Overall, does the configuration ML-Meta2 solve the underestimation of Arctic snow density reported in Cao et al. (2020)? Over the last 5 years, several publications have discussed the limitations of multi-layer snowpack models to simulate the vertical profile of density in Arctic snow and its impact on the permafrost thermal regime (Barrere et al., 2017; Gouttevin et al., 2018; Domine et al., 2019; Royer et al., 2021). These papers have proposed different modelling approaches and techniques to overcome this limitation that combine an improved representation of the effect of wind on near surface snow density (via compaction during blowing snow events) and a limitation of compaction for the deeper snow layers in presence of low vegetation at the bottom of the snowpack. It would interesting to discuss the results of the configurations ML-Meta1 and ML-Meta2 in the context of these papers. I understand that improving hydrological simulations in permafrost environments is the main objective of these modifications but to my point of view it is crucial for the community to understand if these modifications goes in the right direction for the right reasons.

 

3. Based on the sentence at L 279-281, I understand that the EC Land offline simulations and the corresponding CaMa-Flodd simulations were carried out over the period 1979-2018 and the results were analyzed over the period 1980-2018. Therefore, it seems that authors used a 1-year spin-up for the simulations. This spin-up duration is small in the context of offline land surface modelling to provide realistic initial soil moisture and temperature profile across the simulation domain, in particular in permafrost regions. Brun et al. (2013) used for example a 14-yr spin-up period when simulating the evolution of snow and soil properties across Northern Eurasia with a multi-layer snowpack scheme coupled to a multi-layer soil scheme. Recently, Elshamy et al. (2020) have explored the impact of different initialization approaches on permafrost simulations with a large-scale hydrological model in Canada. They have shown that a 1-year spin-up is not sufficient to get realistic initial conditions in permafrost regions and recommended to repeat multiple times the 1-year spin up period to reach soil temperatures consistent with the local climate conditions. Therefore, it would be very interesting for the reader if the authors could add more details about the generation of initial conditions for the surface for their 13 offline simulations. I also recommend the authors to investigate if the error metrics for the hydrological simulations change when a 30-year period (1988-2018) is considered for the evaluation instead of the full period (1980-2018), in particular for stations located in the permafrost region.

 

Specific Comments

Abstract L 27: the terminology “snow density metamorphism” is not really clear and should reformulated. Maybe the authors could use a terminology similar to Anderson (1976): “snow density change due to destructive metamorphism”
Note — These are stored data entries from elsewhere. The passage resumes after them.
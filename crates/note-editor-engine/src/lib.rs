pub mod editing;
pub mod editor;
pub mod error;
pub mod model;
pub mod options;
pub mod outline;
pub mod palette;
pub mod surface;

// Re-export key types for easier usage
pub use editing::{Command, EditorState, InsertContent, Patch, Selection, Transaction};
pub use editor::Editor;
pub use error::{CommandError, ParseError};
pub use model::{BlockId, BlockKind, BlockNode, Document, HeadingLevel, Mark, MarkSet, MarkType, TextRun};
pub use options::EditorOptions;
pub use outline::{OutlineEntry, filter_outline};
pub use palette::{CommandDescriptor, KeyOutcome, PaletteKey, SlashAction, SlashPalette, default_registry};
pub use surface::{EditorSurface, HeadlessSurface, ScreenPosition};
Introduction L 40-42: this one-sentence paragraph mentions the limitations in the representation of the hydrological cycle in land surface models. The authors simply mention that “some processes” are not well represented. I recommend them to list some of these processes in this paragraph and to add the corresponding references. In particular, they could provide more information about the processes related to cold regions hydrology. 
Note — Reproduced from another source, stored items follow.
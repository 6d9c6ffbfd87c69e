use note_editor_engine::EditorOptions;
use serde::{Deserialize, Serialize};
use std::path::{Path, PathBuf};
use thiserror::Error;

#[derive(Debug, Error)]
pub enum ConfigError {
    #[error("Failed to read config file at {config_path}: {source}")]
    ConfigReadError {
        config_path: PathBuf,
        source: std::io::Error,
    },

    #[error("Failed to parse config file at {config_path}: {source}")]
    ConfigParseError {
        config_path: PathBuf,
        source: toml::de::Error,
    },
}

#[derive(Debug, Default, Serialize, Deserialize)]
pub struct Config {
    /// Document opened when none is given on the command line
    #[serde(default, skip_serializing_if = "Option::is_none")]
    pub document_path: Option<PathBuf>,
    #[serde(default)]
    pub editor: EditorOptions,
}

impl Config {
    pub fn load_from_path<P: AsRef<Path>>(config_path: P) -> Result<Option<Self>, ConfigError> {
        let config_path = config_path.as_ref();
        if !config_path.exists() {
            return Ok(None);
        }

        let content = std::fs::read_to_string(config_path).map_err(|source| {
            ConfigError::ConfigReadError {
                config_path: config_path.to_path_buf(),
                source,
            }
        })?;

        let mut config: Config =
            toml::from_str(&content).map_err(|source| ConfigError::ConfigParseError {
                config_path: config_path.to_path_buf(),
                source,
            })?;

        // Expand shell variables and tilde in the document path
        config.document_path = config
            .document_path
            .map(|path| Self::expand_path(&path).unwrap_or(path));

        Ok(Some(config))
    }

    pub fn load() -> Result<Option<Self>, ConfigError> {
        let config_path = Self::config_path();
        Self::load_from_path(&config_path)
    }

    /// The stored config, or defaults when there is no config file.
    pub fn load_or_default() -> Result<Self, ConfigError> {
        Ok(Self::load()?.unwrap_or_default())
    }

    pub fn save_to_path<P: AsRef<Path>>(&self, config_path: P) -> anyhow::Result<()> {
        let config_path = config_path.as_ref();
        if let Some(parent) = config_path.parent() {
            std::fs::create_dir_all(parent)?;
        }
        let content = toml::to_string_pretty(self)?;
        std::fs::write(config_path, content)?;
        Ok(())
    }

    pub fn save(&self) -> anyhow::Result<()> {
        let config_path = Self::config_path();
        self.save_to_path(&config_path)
    }

    pub fn config_path() -> PathBuf {
        let config_dir = shellexpand::tilde("~/.config/note-editor");
        PathBuf::from(config_dir.as_ref()).join("config.toml")
    }

    fn expand_path(path: &Path) -> Option<PathBuf> {
        let path_str = path.to_string_lossy();
        match shellexpand::full(&path_str) {
            Ok(expanded) => Some(PathBuf::from(expanded.as_ref())),
            Err(_) => None,
        }
    }
}

#[cfg(test)]
mod tests {
    use super::*;
    use pretty_assertions::assert_eq;
    use std::env;
    use tempfile::TempDir;

    #[test]
    fn test_config_path() {
        let config_path = Config::config_path();
        let path_str = config_path.to_string_lossy();

        assert!(!path_str.starts_with('~'));
        assert!(path_str.ends_with(".config/note-editor/config.toml"));
    }

    #[test]
    fn test_empty_file_gives_defaults() {
        let temp_dir = TempDir::new().unwrap();
        let config_file = temp_dir.path().join("config.toml");
        std::fs::write(&config_file, "").unwrap();

        let config = Config::load_from_path(&config_file).unwrap().unwrap();

        assert_eq!(config.document_path, None);
        assert_eq!(config.editor, EditorOptions::default());
    }

    #[test]
    fn test_partial_editor_table_keeps_other_defaults() {
        let config_content = r#"
[editor]
immediately_render = false

[editor.palette]
max_query_len = 40
"#;

        let config: Config = toml::from_str(config_content).unwrap();

        assert!(!config.editor.immediately_render);
        assert_eq!(config.editor.palette.max_query_len, 40);
        assert_eq!(config.editor.palette.trigger, '/');
        assert_eq!(config.editor.history, EditorOptions::default().history);
    }

    #[test]
    fn test_expand_path_with_tilde() {
        let path = PathBuf::from("~/notes/today.html");
        let expanded = Config::expand_path(&path).unwrap();

        assert!(!expanded.to_string_lossy().starts_with('~'));
        assert!(expanded.to_string_lossy().ends_with("notes/today.html"));
    }

    #[test]
    fn test_expand_path_with_env_var() {
        unsafe {
            env::set_var("NOTE_EDITOR_TEST_DIR", "/test/env/path");
        }

        let path = PathBuf::from("$NOTE_EDITOR_TEST_DIR/doc.html");
        let expanded = Config::expand_path(&path).unwrap();

        assert_eq!(expanded, PathBuf::from("/test/env/path/doc.html"));

        unsafe {
            env::remove_var("NOTE_EDITOR_TEST_DIR");
        }
    }

    #[test]
    fn test_expand_path_with_relative_path() {
        let path = PathBuf::from("relative/doc.html");
        let expanded = Config::expand_path(&path).unwrap();

        assert_eq!(expanded, path);
    }

    #[test]
    fn test_load_config_file_not_found() {
        let temp_dir = TempDir::new().unwrap();
        let non_existent_config = temp_dir.path().join("nonexistent.toml");

        let result = Config::load_from_path(&non_existent_config).unwrap();

        assert!(result.is_none());
    }

    #[test]
    fn test_load_reports_parse_errors_with_path() {
        let temp_dir = TempDir::new().unwrap();
        let config_file = temp_dir.path().join("config.toml");
        std::fs::write(&config_file, "editor = 3").unwrap();

        let err = Config::load_from_path(&config_file).unwrap_err();

        assert!(matches!(err, ConfigError::ConfigParseError { .. }));
        assert!(err.to_string().contains("config.toml"));
    }

    #[test]
    fn test_save_and_load_config() {
        let temp_dir = TempDir::new().unwrap();
        let config_file = temp_dir.path().join("nested").join("config.toml");
        let mut test_config = Config {
            document_path: Some(PathBuf::from("/tmp/doc.html")),
            ..Config::default()
        };
        test_config.editor.identity.prefix = "blk-".to_string();

        test_config.save_to_path(&config_file).unwrap();
        let loaded_config = Config::load_from_path(&config_file).unwrap().unwrap();

        assert_eq!(loaded_config.document_path, test_config.document_path);
        assert_eq!(loaded_config.editor, test_config.editor);
    }
}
Introduction L 60: the authors could mention here that the multi-layer snowpack scheme used in EC-Land differs, in term of complexity, from detailed multi-layer snowpack schemes such as Crocus or Snowpack (see Boone and Etchevers, 2001 for a classification of the different types of snowpack schemes).  
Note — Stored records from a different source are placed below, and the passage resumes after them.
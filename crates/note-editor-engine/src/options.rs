//! Tunables for an editor instance.
//!
//! Every field has a default, so a partial TOML table deserializes into a
//! complete [`EditorOptions`].

use serde::{Deserialize, Serialize};

#[derive(Debug, Clone, PartialEq, Serialize, Deserialize)]
#[serde(default)]
pub struct EditorOptions {
    /// Perform the first paint while mounting instead of on the first
    /// explicit render.
    pub immediately_render: bool,
    pub palette: PaletteOptions,
    pub identity: IdentityOptions,
    pub history: HistoryOptions,
    pub highlight: HighlightOptions,
}

impl Default for EditorOptions {
    fn default() -> Self {
        Self {
            immediately_render: true,
            palette: PaletteOptions::default(),
            identity: IdentityOptions::default(),
            history: HistoryOptions::default(),
            highlight: HighlightOptions::default(),
        }
    }
}

#[derive(Debug, Clone, PartialEq, Serialize, Deserialize)]
#[serde(default)]
pub struct PaletteOptions {
    pub trigger: char,
    /// Longest query that keeps the palette open. The trigger must be found
    /// within `max_query_len + 1` characters before the caret.
    pub max_query_len: usize,
}

impl Default for PaletteOptions {
    fn default() -> Self {
        Self {
            trigger: '/',
            max_query_len: 19,
        }
    }
}

#[derive(Debug, Clone, PartialEq, Serialize, Deserialize)]
#[serde(default)]
pub struct IdentityOptions {
    pub prefix: String,
    /// Number of random base-36 characters after the prefix
    pub length: usize,
}

impl Default for IdentityOptions {
    fn default() -> Self {
        Self {
            prefix: "id-".to_string(),
            length: 9,
        }
    }
}

#[derive(Debug, Clone, PartialEq, Serialize, Deserialize)]
#[serde(default)]
pub struct HistoryOptions {
    pub depth: usize,
}

impl Default for HistoryOptions {
    fn default() -> Self {
        Self { depth: 100 }
    }
}

#[derive(Debug, Clone, PartialEq, Serialize, Deserialize)]
#[serde(default)]
pub struct HighlightOptions {
    pub duration_ms: u64,
}

impl Default for HighlightOptions {
    fn default() -> Self {
        Self { duration_ms: 1000 }
    }
}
Introduction L69: the authors could certainly rephrased this sentence since SWE, rather that snow depth, is the key variable in snow hydrology but I also understand the importance of accurately simulating snow depth to properly capture the impact of snow on the thermal regime of the underlying ground. At least, it would be good to explicitly mention SWE in this list.

P 3 L 102: the distinction between surface and subsurface runoff is important since it is discussed in the results section. It would be useful for the reader if the authors could add one or two sentences that explain how subsurface runoff is computed in EC Land (see also my comment below regarding surface runoff in presence of frozen soil).

P3 L 122: is there a representation of reservoir operation in the routing scheme (e.g. Yassin et al, 2019)? It would be interesting to provide the information here. 

P4 Eq (4): the left-term of this equation should be rewritten to clearly show that this equation gives the change in snow density as function of time. This equation is particularly important in this paper since the authors tested different values of the parameter $c$ used in the equation. In addition, the units of $b$ should be provided: K^{-1}.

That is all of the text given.